Perhaps that’s why, even while the dialogue loses some of its snap, The Final Reckoning still works. Because McQuarrie has assembled some of the best faces, but also damn fine actors. Cruise, in particular, a veritable statesman for the theatrical experience, carries the film on his back with such grace as to be reminded what a movie star really is.

But what makes Cruise so fun to watch is how generous he is. His scenes with Atwell’s Grace are filled with a taut tension and compassion. An early scene has Atwell trussed up in a collar and chains like an old school Pulp novel damsel, only to have Ethan toss her some picks, and she rescues herself. The scene also has a great gag where she stands in stupefied awe as Ethan battles a henchman off-screen, their grunts and screams echoing over the speakers, only to end with Ethan coming into frame, sweaty, shirt ripped, chest heaving, and smeared with blood.
Or moments when McQuarrie and Jendesen make clever callbacks to the very first Mission: Impossible, with Rolf Saxon and his magnificent beard, returning as the poor CIA analyst William Dunloe. Dunloe was exiled to the Arctic because of a young Ethan Hunt. Saxon’s face, full of exhaustion, wit, and pragmatism, is a perfect fit for the IMF’s rag-tag team of Irregulars. His Inuit wife Tapessa (Lucy Tulugarjuk) does more than tag along as she turns out to be an invaluable Girl Friday.
Underneath it all, however, is the dead earnestness of the franchise. Ethan Hunt cares about what happens to both people he knows and to people he doesn’t. For all its over-the-top theatricality, there’s a real sense of humanity and desire to live in a better world that gives The Final Reckoning an almost melancholy feeling.

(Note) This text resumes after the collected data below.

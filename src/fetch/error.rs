//! Errors surfaced by the orchestrator after every fallback is spent.

use thiserror::Error;

use crate::transport::{TransportError, TransportKind};

/// One transport's failure, kept for the exhaustion report.
#[derive(Debug)]
pub struct StrategyFailure {
    pub transport: TransportKind,
    pub error: TransportError,
}

/// Failure of a whole scan or of one file's download.
#[derive(Debug, Error)]
pub enum FetchError {
    /// The page or document URL is not absolute.
    #[error("invalid URL: {url}")]
    InvalidUrl { url: String },

    /// Every scan strategy failed.
    #[error("all fetch strategies failed for {url}: {}", format_failures(.attempts))]
    AllStrategiesFailed {
        url: String,
        attempts: Vec<StrategyFailure>,
    },

    /// Every download attempt failed; carries the last recorded error.
    #[error("download failed for {url}: {last_error}")]
    Exhausted {
        url: String,
        #[source]
        last_error: TransportError,
    },

    /// Nothing was attempted (no transport able to download was configured).
    #[error("download failed for {url}: no transport attempted the request")]
    UnknownFailure { url: String },
}

impl FetchError {
    pub fn invalid_url(url: impl Into<String>) -> Self {
        Self::InvalidUrl { url: url.into() }
    }

    pub fn all_failed(url: impl Into<String>, attempts: Vec<StrategyFailure>) -> Self {
        Self::AllStrategiesFailed {
            url: url.into(),
            attempts,
        }
    }

    /// The document or page URL this error is about.
    #[must_use]
    pub fn url(&self) -> &str {
        match self {
            Self::InvalidUrl { url }
            | Self::AllStrategiesFailed { url, .. }
            | Self::Exhausted { url, .. }
            | Self::UnknownFailure { url } => url,
        }
    }
}

fn format_failures(attempts: &[StrategyFailure]) -> String {
    if attempts.is_empty() {
        return "no transports available".to_string();
    }
    attempts
        .iter()
        .map(|f| format!("{}: {}", f.transport, f.error))
        .collect::<Vec<_>>()
        .join("; ")
}
//! Ranked fallback across transports.

use tracing::{debug, info, instrument, warn};
use url::Url;

use crate::config::HarvestConfig;
use crate::links::LinkRecord;
use crate::transport::{
    FetchRequest, Transport, TransportError, TransportKind, build_default_transports,
};

use super::DownloadOptions;
use super::error::{FetchError, StrategyFailure};
use super::retry::{FailureType, classify_error};

/// Owns one session per transport for the duration of a batch.
///
/// Call [`FetchOrchestrator::close`] when the batch ends, on every path.
pub struct FetchOrchestrator {
    transports: Vec<Box<dyn Transport>>,
}

impl FetchOrchestrator {
    /// Takes ownership of the transports and sorts them by preference.
    #[must_use]
    pub fn new(mut transports: Vec<Box<dyn Transport>>) -> Self {
        transports.sort_by_key(|t| t.kind());
        for transport in &transports {
            debug!(
                transport = transport.name(),
                downloads = transport.kind().supports_download(),
                "registering transport"
            );
        }
        Self { transports }
    }

    /// Builds the default transport chain for `config`.
    #[must_use]
    pub fn from_config(config: &HarvestConfig) -> Self {
        Self::new(build_default_transports(config))
    }

    /// Kinds in the order they are tried.
    #[must_use]
    pub fn kinds(&self) -> Vec<TransportKind> {
        self.transports.iter().map(|t| t.kind()).collect()
    }

    /// Scans `page_url` with each transport in turn and returns the links
    /// found by the first one that produces a non-blank body.
    ///
    /// # Errors
    ///
    /// [`FetchError::InvalidUrl`] for a relative or malformed URL and
    /// [`FetchError::AllStrategiesFailed`] when every transport failed.
    #[instrument(skip(self), fields(url = %page_url))]
    pub async fn scan_page(&mut self, page_url: &str) -> Result<Vec<LinkRecord>, FetchError> {
        let parsed = Url::parse(page_url).map_err(|_| FetchError::invalid_url(page_url))?;
        let mut failures = Vec::new();

        for transport in &mut self.transports {
            let name = transport.name();
            debug!(transport = name, "trying scan");

            let error = match transport.scan(page_url).await {
                Ok(body) if !body.trim().is_empty() => {
                    let links = transport.extract_links(&parsed, &body);
                    info!(transport = name, links = links.len(), "scan succeeded");
                    return Ok(links);
                }
                Ok(_) => TransportError::rejected(page_url, "blank page body"),
                Err(error) => error,
            };

            if classify_error(&error) == FailureType::Unavailable {
                debug!(transport = name, error = %error, "transport unavailable, trying next");
            } else {
                warn!(transport = name, error = %error, "scan failed, trying next transport");
            }
            failures.push(StrategyFailure {
                transport: transport.kind(),
                error,
            });
        }

        Err(FetchError::all_failed(page_url, failures))
    }

    /// Downloads one document. Download-capable transports are tried in
    /// order, each for up to `options.max_attempts` attempts. Transient
    /// failures are retried after `delay + jitter + transport backoff`;
    /// permanent and unavailable failures move on to the next transport.
    ///
    /// # Errors
    ///
    /// [`FetchError::Exhausted`] with the last recorded error, or
    /// [`FetchError::UnknownFailure`] when no transport attempted the URL.
    #[instrument(skip(self, options), fields(url = %url))]
    pub async fn download(
        &mut self,
        url: &str,
        referer: &str,
        options: &DownloadOptions,
    ) -> Result<Vec<u8>, FetchError> {
        Url::parse(url).map_err(|_| FetchError::invalid_url(url))?;
        let max_attempts = options.max_attempts.max(1);
        let mut last_error: Option<TransportError> = None;

        for transport in self
            .transports
            .iter_mut()
            .filter(|t| t.kind().supports_download())
        {
            let name = transport.name();
            for attempt in 1..=max_attempts {
                debug!(transport = name, attempt, "trying download");
                let request = FetchRequest::new(url, referer, attempt);

                let error = match transport.fetch(&request).await {
                    Ok(bytes) => {
                        info!(transport = name, attempt, bytes = bytes.len(), "download succeeded");
                        return Ok(bytes);
                    }
                    Err(error) => error,
                };

                let failure = classify_error(&error);
                if failure == FailureType::Unavailable {
                    debug!(transport = name, error = %error, "transport unavailable, trying next");
                } else {
                    warn!(transport = name, attempt, error = %error, "download attempt failed");
                }
                last_error = Some(error);

                if !failure.is_retryable() || attempt == max_attempts {
                    break;
                }
                let pause = options.attempt_pause() + transport.backoff(attempt);
                if !pause.is_zero() {
                    debug!(
                        transport = name,
                        pause_ms = u64::try_from(pause.as_millis()).unwrap_or(u64::MAX),
                        "pausing before next attempt"
                    );
                    tokio::time::sleep(pause).await;
                }
            }
        }

        match last_error {
            Some(last_error) => Err(FetchError::Exhausted {
                url: url.to_string(),
                last_error,
            }),
            None => Err(FetchError::UnknownFailure {
                url: url.to_string(),
            }),
        }
    }

    /// Tears down every transport session.
    pub async fn close(&mut self) {
        for transport in &mut self.transports {
            transport.close().await;
        }
        debug!(transports = self.transports.len(), "closed transport sessions");
    }
}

Part of what makes Angela Bassett as President Erika Sloane so compelling is that unlike so many Presidents in these movies, she attempts to genuinely weigh the impossible situation she finds herself in. She, too, must have faith in not only Ethan but in humanity itself, and few actors could do as much as Bassett does with her role. It doesn’t hurt that she’s surrounded by the likes of a mustache-less Nick Offerman, Holt McCallany, Mark Gatiss, Janet McTeer, and Charles Parnell. Fantastic faces, every single one, and all of them look amazing, dripping in sweat as they sit in shadows, trying to convince President Sloane not to take our missiles offline.
Katy O’Brian shows up for a very hot minute and shares a bro moment with Cruise that left me annoyed she’s not in the movie more.

If you are concerned with being lost, or feeling like you should skip out because you haven’t seen the other Mission: Impossible movies. Don’t be. McQuarrie and Hamilton have taken on the Herculean task of editing scenes from the prior movies to help you understand the importance of the current ones. Almost as if McQuarrie understands there’s a tome’s worth of mythology to sift through, and it would hardly be fair to the audience to expect them to spend their free time having to do homework for a movie that is supposed to be fun escapism.
Mission Impossible-The Final Reckoning is a rip-roaring good time, that traffics in nostalgia but is never beholden to it. McQuarrie makes every frame a feast for the eyes, often taking simple action beats and crafting them into evocative visuals. I can’t wait to see it again.